The report observes that Canadians know more about healthy diets than investing:

  • Eighty-two percent feel knowledgeable about healthy diets, while 56 percent feel knowledgeable about investing and only 10 percent feel very knowledgeable.
  • Knowledge of other aspects of financial management fared much better than investing, with 88 percent feeling knowledgeable about budgeting household expenses and managing debt.

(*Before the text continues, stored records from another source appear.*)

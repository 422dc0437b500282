
use core::{
  fmt,
  future::{Future, IntoFuture},
  pin::Pin,
  task::{Context, Poll},
};

use futures::channel::oneshot;

use super::Deferred;
use crate::{
  dispatch::{DispatchTargetShared, InlineDispatchTarget},
  sync::ReadWriteLock,
};

/// Error returned by [`DeferredFuture`] when the future it waits on can never be fulfilled.
///
/// This happens when every handle to an unfulfilled [`Deferred`] is dropped.
#[derive(Debug, Clone, Copy, PartialEq, Eq)]
pub struct DeferredAbandoned;

impl fmt::Display for DeferredAbandoned {
  fn fmt(&self, f: &mut fmt::Formatter<'_>) -> fmt::Result {
    f.write_str("deferred was dropped before it was fulfilled")
  }
}

#[cfg(feature = "std")]
impl std::error::Error for DeferredAbandoned {}

/// [`Future`] resolving to the value of a [`Deferred`].
///
/// Created by [`Deferred::to_future`] or by awaiting a `Deferred` directly.
#[must_use = "futures do nothing unless polled"]
pub struct DeferredFuture<T> {
  receiver: oneshot::Receiver<T>,
}

impl<T> Future for DeferredFuture<T> {
  type Output = Result<T, DeferredAbandoned>;

  fn poll(mut self: Pin<&mut Self>, cx: &mut Context<'_>) -> Poll<Self::Output> {
    Pin::new(&mut self.receiver).poll(cx).map(|received| received.map_err(|_| DeferredAbandoned))
  }
}

impl<T> fmt::Debug for DeferredFuture<T> {
  fn fmt(&self, f: &mut fmt::Formatter<'_>) -> fmt::Result {
    f.debug_struct("DeferredFuture").finish_non_exhaustive()
  }
}

impl<T, L> Deferred<T, L>
where
  T: Clone + Send + Sync + 'static,
  L: ReadWriteLock,
{
  /// Returns a [`Future`] that resolves once this deferred is fulfilled.
  ///
  /// The value is handed over inline by the fulfilling thread, bypassing the default target.
  pub fn to_future(&self) -> DeferredFuture<T> {
    let (sender, receiver) = oneshot::channel();
    self.upon_on(DispatchTargetShared::new(InlineDispatchTarget), move |value| {
      // The receiver may already be gone; nobody is waiting then.
      let _ = sender.send(value);
    });
    DeferredFuture { receiver }
  }
}

impl<T, L> IntoFuture for Deferred<T, L>
where
  T: Clone + Send + Sync + 'static,
  L: ReadWriteLock,
{
  type IntoFuture = DeferredFuture<T>;
  type Output = Result<T, DeferredAbandoned>;

  fn into_future(self) -> Self::IntoFuture {
    self.to_future()
  }
}
use alloc::{
  boxed::Box,
  sync::{Arc, Weak},
  vec::Vec,
};
use core::fmt;

use super::{
  upon_block::{PendingUponBlocks, UponBlock},
  DeferredConfig, FulfillError,
};
use crate::{
  dispatch::DispatchTargetShared,
  sync::{CasSpinLock, LockProtected, ReadWriteLock},
};

struct Protected<T> {
  value:       Option<T>,
  upon_blocks: PendingUponBlocks<T>,
}

struct DeferredInner<T, L> {
  protected: LockProtected<Protected<T>, L>,
  config:    DeferredConfig,
}

/// A value of type `T` that may not exist yet.
///
/// A `Deferred` starts out empty (or pre-fulfilled) and is fulfilled at most once. Continuations
/// registered with [`upon`](Self::upon) / [`upon_on`](Self::upon_on) run exactly once with the
/// value, on their dispatch target, no matter whether they were registered before or after the
/// fulfillment.
///
/// Cloning a `Deferred` yields another handle to the same future. `L` selects the
/// [`ReadWriteLock`] guarding the internal state.
///
/// Continuations always run outside the internal lock, so they are free to touch the same
/// future again.
pub struct Deferred<T, L = CasSpinLock> {
  inner: Arc<DeferredInner<T, L>>,
}

impl<T, L> Clone for Deferred<T, L> {
  fn clone(&self) -> Self {
    Self { inner: self.inner.clone() }
  }
}

impl<T, L> Deferred<T, L>
where
  T: Clone + Send + Sync + 'static,
  L: ReadWriteLock,
{
  /// Creates an unfulfilled future that runs continuations inline by default.
  #[must_use]
  pub fn new() -> Self {
    Self::new_with_config(DeferredConfig::default())
  }

  /// Creates an unfulfilled future with the given configuration.
  #[must_use]
  pub fn new_with_config(config: DeferredConfig) -> Self {
    Self::from_parts(None, config)
  }

  /// Creates a future that already holds `value`.
  #[must_use]
  pub fn fulfilled(value: T) -> Self {
    Self::fulfilled_with_config(value, DeferredConfig::default())
  }

  /// Creates a future that already holds `value`, with the given configuration.
  #[must_use]
  pub fn fulfilled_with_config(value: T, config: DeferredConfig) -> Self {
    Self::from_parts(Some(value), config)
  }

  fn from_parts(value: Option<T>, config: DeferredConfig) -> Self {
    let protected = LockProtected::new(Protected { value, upon_blocks: PendingUponBlocks::new() });
    Self { inner: Arc::new(DeferredInner { protected, config }) }
  }

  /// Configuration this future was created with.
  #[must_use]
  pub fn config(&self) -> &DeferredConfig {
    &self.inner.config
  }

  /// Target used by [`upon`](Self::upon), [`map`](Self::map) and [`bind`](Self::bind).
  #[must_use]
  pub fn default_target(&self) -> &DispatchTargetShared {
    self.inner.config.default_target()
  }

  /// Returns `true` once a value has been stored.
  #[must_use]
  pub fn is_fulfilled(&self) -> bool {
    self.inner.protected.with_read(|protected| protected.value.is_some())
  }

  /// Returns a copy of the value if it is present. Never blocks on fulfillment.
  #[must_use]
  pub fn peek(&self) -> Option<T> {
    self.inner.protected.with_read(|protected| protected.value.clone())
  }

  /// Stores `value` and dispatches every pending continuation.
  ///
  /// # Errors
  ///
  /// Returns [`FulfillError::AlreadyFulfilled`] carrying `value` back if the future already
  /// holds a value. The stored value is left untouched.
  pub fn try_fulfill(&self, value: T) -> Result<(), FulfillError<T>> {
    let (value, blocks) = self.inner.protected.with_write(|protected| {
      if protected.value.is_some() {
        return Err(FulfillError::AlreadyFulfilled(value));
      }
      protected.value = Some(value.clone());
      Ok((value, protected.upon_blocks.take()))
    })?;
    Self::dispatch_all(value, blocks);
    Ok(())
  }

  /// Stores `value` and dispatches every pending continuation in registration order.
  ///
  /// Each future has exactly one producer. Use
  /// [`fulfill_if_unfulfilled`](Self::fulfill_if_unfulfilled) when several producers race.
  ///
  /// # Panics
  ///
  /// Panics if the future has already been fulfilled.
  #[track_caller]
  pub fn fulfill(&self, value: T) {
    if let Err(error) = self.try_fulfill(value) {
      tracing::error!(lock = L::NAME, "{error}");
      panic!("{error}");
    }
  }

  /// Stores `value` unless a value is already present, in which case nothing happens.
  ///
  /// Returns `true` if this call stored the value.
  pub fn fulfill_if_unfulfilled(&self, value: T) -> bool {
    self.try_fulfill(value).is_ok()
  }

  /// Registers `block` on the default target. See [`upon_on`](Self::upon_on).
  pub fn upon<F>(&self, block: F)
  where
    F: FnOnce(T) + Send + 'static, {
    self.upon_on(self.default_target().clone(), block);
  }

  /// Registers `block` to run on `target` with the value.
  ///
  /// If the value is already present, `block` is dispatched right away; otherwise it is queued
  /// and dispatched by the fulfilling call. Either way it runs exactly once.
  pub fn upon_on<F>(&self, target: DispatchTargetShared, block: F)
  where
    F: FnOnce(T) + Send + 'static, {
    let upon = UponBlock::new(target, Box::new(block));
    let ready = self.inner.protected.with_write(|protected| match &protected.value {
      | Some(value) => Some((value.clone(), upon)),
      | None => {
        protected.upon_blocks.push(upon);
        None
      }
    });
    if let Some((value, upon)) = ready {
      upon.dispatch(value);
    }
  }

  /// Returns `true` when both handles refer to the same future.
  #[must_use]
  pub fn ptr_eq(&self, other: &Self) -> bool {
    Arc::ptr_eq(&self.inner, &other.inner)
  }

  /// Non-owning handle, for continuations registered on the future they refer to.
  pub(crate) fn downgrade(&self) -> WeakDeferred<T, L> {
    WeakDeferred { inner: Arc::downgrade(&self.inner) }
  }

  fn dispatch_all(value: T, blocks: Vec<UponBlock<T>>) {
    tracing::trace!(continuations = blocks.len(), lock = L::NAME, "deferred fulfilled");
    for upon in blocks {
      upon.dispatch(value.clone());
    }
  }
}

/// Handle that does not keep a [`Deferred`] alive.
pub(crate) struct WeakDeferred<T, L> {
  inner: Weak<DeferredInner<T, L>>,
}

impl<T, L> WeakDeferred<T, L> {
  /// Returns a strong handle while any other handle still exists.
  pub(crate) fn upgrade(&self) -> Option<Deferred<T, L>> {
    self.inner.upgrade().map(|inner| Deferred { inner })
  }
}

impl<T, L> Default for Deferred<T, L>
where
  T: Clone + Send + Sync + 'static,
  L: ReadWriteLock,
{
  fn default() -> Self {
    Self::new()
  }
}

impl<T, L> fmt::Debug for Deferred<T, L>
where
  T: Clone + Send + Sync + fmt::Debug + 'static,
  L: ReadWriteLock,
{
  fn fmt(&self, f: &mut fmt::Formatter<'_>) -> fmt::Result {
    f.debug_struct("Deferred").field("value", &self.peek()).field("lock", &L::NAME).finish()
  }
}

Retirement planning and educating the next generation on personal finance remain shortfalls:

  • Despite believing they will need close to one million dollars to retire (CDN $965,913), fewer than half of Canadian households have a financial plan (43 percent) that would help them get there.
  • The majority of Canadians would rather talk to their children about the facts of life than they would about their financial situation (59 percent vs. 41 percent respectively).
  • Financial institutions lead as source of financial knowledge:
  • Financial institutions continue to be the best source of financial information, with 80 percent of respondents stating they do a good job providing advice on personal finance matters.
  • About half (49 percent) of Canadians say the media adequately provides financial information, followed by government bodies (45 percent) and the education system (38 percent).